Youth sports coach who said he was Olympic bobsledder jailed in sex abuse case

ABC7 I-Team Investigation

Chuck Goudie Image
Thursday, December 4, 2014
Youth coach jailed in sex abuse case
Rodney Woolford appeared to be a good family man who claimed to have once been an Olympic athlete, but the I-Team reveals a dark past and new accusations.

The ABC7 I-Team uncovered a sordid story of sexual abuse and shattered trust. A man who claims to have been an Olympic athlete and was a popular youth sports coach on Chicago's Northwest Side is now charged with criminal sexual abuse of a minor - and it's not the first time.

Rodney Woolford seemed to have it all: an Olympic past; a great wife and kids, a successful sports training business and he was a neighborhood coach who always organized children's' activities.

The I-Team has learned that Woolford is locked up in Cook County Jail on kidnapping and sexual abuse charges, and 20 years ago, he was convicted of similar sexual abuse.

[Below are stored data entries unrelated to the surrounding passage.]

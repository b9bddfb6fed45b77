use fastcauldron::prelude::*;
use fastcauldron::StrError;

fn simulator(project: ProjectData, darcy_formations: Option<&[i64]>) -> Result<FastcauldronSimulator, StrError> {
    let mut config = Config::new();
    config.set_solve_flow_equations(true)?;
    if let Some(indices) = darcy_formations {
        config.set_darcy_formations(indices)?;
    }
    FastcauldronSimulator::new(project, config, Box::new(SerialComm))
}

#[test]
fn overlapping_ranges_keep_the_first_one() -> Result<(), StrError> {
    let mut sim = simulator(SampleProjects::darcy_stack(3, 3), Some(&[0, 1, 1, 2]))?;
    assert!(sim.set_calculation_mode(CalculationMode::CoupledDarcy)?);
    let handler = sim.flow_handler().unwrap();
    assert_eq!(handler.subdomains().len(), 1);
    assert_eq!(handler.subdomains()[0].formations(), &[FormationId(0), FormationId(1)]);
    assert_eq!(handler.subdomains()[0].id(), 1);
    assert!(!handler.contains_formation(FormationId(2)));
    assert!(sim
        .diagnostics()
        .contains("Basin_Warning Subdomain 2 with range [1,2] was not added to the calculator."));
    assert!(sim
        .diagnostics()
        .contains("Basin_Warning Subdomain 2 with range [B,C] was not added to the calculator."));
    assert_eq!(sim.diagnostics().error_count(), 0);
    Ok(())
}

#[test]
fn invalid_ranges_are_reported_and_skipped() -> Result<(), StrError> {
    let mut sim = simulator(SampleProjects::darcy_stack(3, 3), Some(&[2, 3, 4, 7]))?;
    assert!(sim.set_calculation_mode(CalculationMode::HydrostaticDarcy)?);
    assert_eq!(sim.flow_handler().unwrap().subdomains().len(), 0);
    assert!(sim.diagnostics().contains("Basin_Error invalid formation range: [2,4]"));
    assert!(sim.diagnostics().contains("Basin_Error invalid formation range: [7,7]"));
    assert_eq!(sim.diagnostics().error_count(), 4);
    Ok(())
}

#[test]
fn subdomains_without_source_rock_are_discarded() -> Result<(), StrError> {
    let mut project = SampleProjects::layer_cake(3, 3, 1);
    for formation in &mut project.formations {
        formation.source_rock = false;
    }
    let mut sim = simulator(project, None)?;
    assert!(sim.set_calculation_mode(CalculationMode::HydrostaticDarcy)?);
    assert!(sim.flow_handler().unwrap().subdomains().is_empty());
    sim.prepare_time_step(0.0)?;
    assert!(!sim.flow_handler().unwrap().any_subdomain_is_active());
    Ok(())
}

#[test]
fn no_active_elements_builds_no_solver_state() -> Result<(), StrError> {
    let mut sim = simulator(SampleProjects::without_valid_nodes(4, 4), None)?;
    assert_eq!(sim.set_calculation_mode(CalculationMode::CoupledDarcy)?, false);
    assert!(!sim.mesh().unwrap().has_active_elements);
    assert!(sim.flow_handler().is_none());
    assert!(sim.formations().iter().all(|l| !l.is_initialised()));
    assert!(sim
        .diagnostics()
        .contains("MeSsAgE ERROR there are no active elements in the mesh."));
    Ok(())
}

#[test]
fn non_darcy_modes_have_no_flow_handler() -> Result<(), StrError> {
    let mut sim = simulator(SampleProjects::layer_cake(3, 3, 1), None)?;
    assert!(sim.set_calculation_mode(CalculationMode::Overpressure)?);
    assert!(sim.flow_handler().is_none());
    Ok(())
}

#[test]
fn validity_map_marks_invalid_elements() -> Result<(), StrError> {
    // the invalid node (0,0) invalidates the element (0,0) only
    let mut sim = simulator(SampleProjects::with_invalid_nodes(4, 3, &[(0, 0)]), None)?;
    assert!(sim.set_calculation_mode(CalculationMode::HydrostaticDecompaction)?);
    let image = sim.element_validity_map_image().unwrap();
    let lines: Vec<_> = image.lines().collect();
    assert_eq!(lines.len(), 2);
    assert!(lines.iter().all(|l| l.chars().count() == 3));
    let map = &sim.mesh().unwrap().map;
    assert!(!map.is_valid(0, 0));
    assert!(map.is_valid(1, 0));
    assert_eq!(map.number_of_valid_owned(), 5);
    Ok(())
}

#[test]
fn run_visits_every_snapshot() -> Result<(), StrError> {
    let mut sim = simulator(SampleProjects::layer_cake(3, 3, 1), None)?;
    assert!(sim.set_calculation_mode(CalculationMode::HydrostaticDarcy)?);
    let mut solver = SaturationConsistencySolver::new();
    let summary = run(&mut sim, &mut solver)?;
    assert!(summary.completed);
    assert_eq!(summary.ages, &[60.0, 40.0, 20.0, 10.0, 0.0]);
    assert_eq!(summary.active_subdomains, &[0, 1, 1, 1, 1]);
    assert_eq!(summary.darcy_error, None);
    Ok(())
}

In his Old Irving Park neighborhood, Woolford was an organizer of the annual Fourth of July party, and was often seen at the local Chicago Park District's facility coaching youth soccer and baseball.

"He did a lot of activities over at Independence Park where many, many of the kids in the neighborhood spend a lot of time. It's my understanding there he was there coaching some of the kids or maybe assistant coaching but he was there frequently and thought he was a nice guy," said Maura O'Leary, an Old Irving Park resident.

What Maura O'Leary and many of her neighbors didn't know, is that Woolford was a convicted sex offender. They knew him as a gregarious and charming family man who claimed to be a two-time Olympic bobsledder, and owner of a company called Woolford fitness, which offered swimming lessons to kids.

But when the I-Team asked the International Olympic Committee to confirm Woolford competed on behalf of the Virgin Islands and Trinidad and Tobago, we were told they had no record of him as an Olympian and that he was not listed as a participant for either Caribbean team.

The I-Team did find a record of another kind - Woolford's criminal history. In 1995, he pleaded guilty to fondling an 11-year-old girl and her 13-year-old sister in their Lake County home. He was sentenced to 8 months work release, registration on the Illinois sex offender website for 10 years and no unsupervised contact with minors.

But under previous Illinois law, Woolford was able to stop registering as a sex offender in 2005 and he is no longer on sex offender website.

Instead, he was on the field, in the gym and swimming pool with kids of all ages.

"Someone that you see there all the time, you sort of just assume they are part of the community or someone's parent and we just assume that if they are someone's parent they are safer than these average single person, I know it doesn't really work that way but that's what you feel so you tend to be more trusting," O'Leary said.

The pool was his connection to his most recent alleged victim. In August, Woolford was charged with taking a 13-year-old girl - a friend of his family - to his basement on two different occasions and molesting her.

"He's a devoted family man. He has children. He's a figure in the community and he is innocent of these charges," said Stephen L. Richards, Woolford's attorney.

Numerous neighbors now tell the ABC7 I-Team they are furious he's had such easy access to children. Woolford's most recent alleged victim was helping him teach 3- and 4-year-olds to swim at the John Hancock Center's swimming pool, through his fitness business.

He's charged with 14 counts including kidnapping with the intent to inflict harm and criminal sexual abuse of a minor.

"Rodney Woolford is absolutely and completely innocent of these charges. We plan to go to trial and he will be vindicated," Richards said.

While Woolford coached children at a Chicago Park District facility, he wasn't a registered volunteer according to park district officials. They wouldn't go on camera but because Woolford wasn't a registered volunteer, they say he didn't go through any required background checks - a procedure that might have turned up his sordid history and the Olympic stories he spun that seem to have protected his past.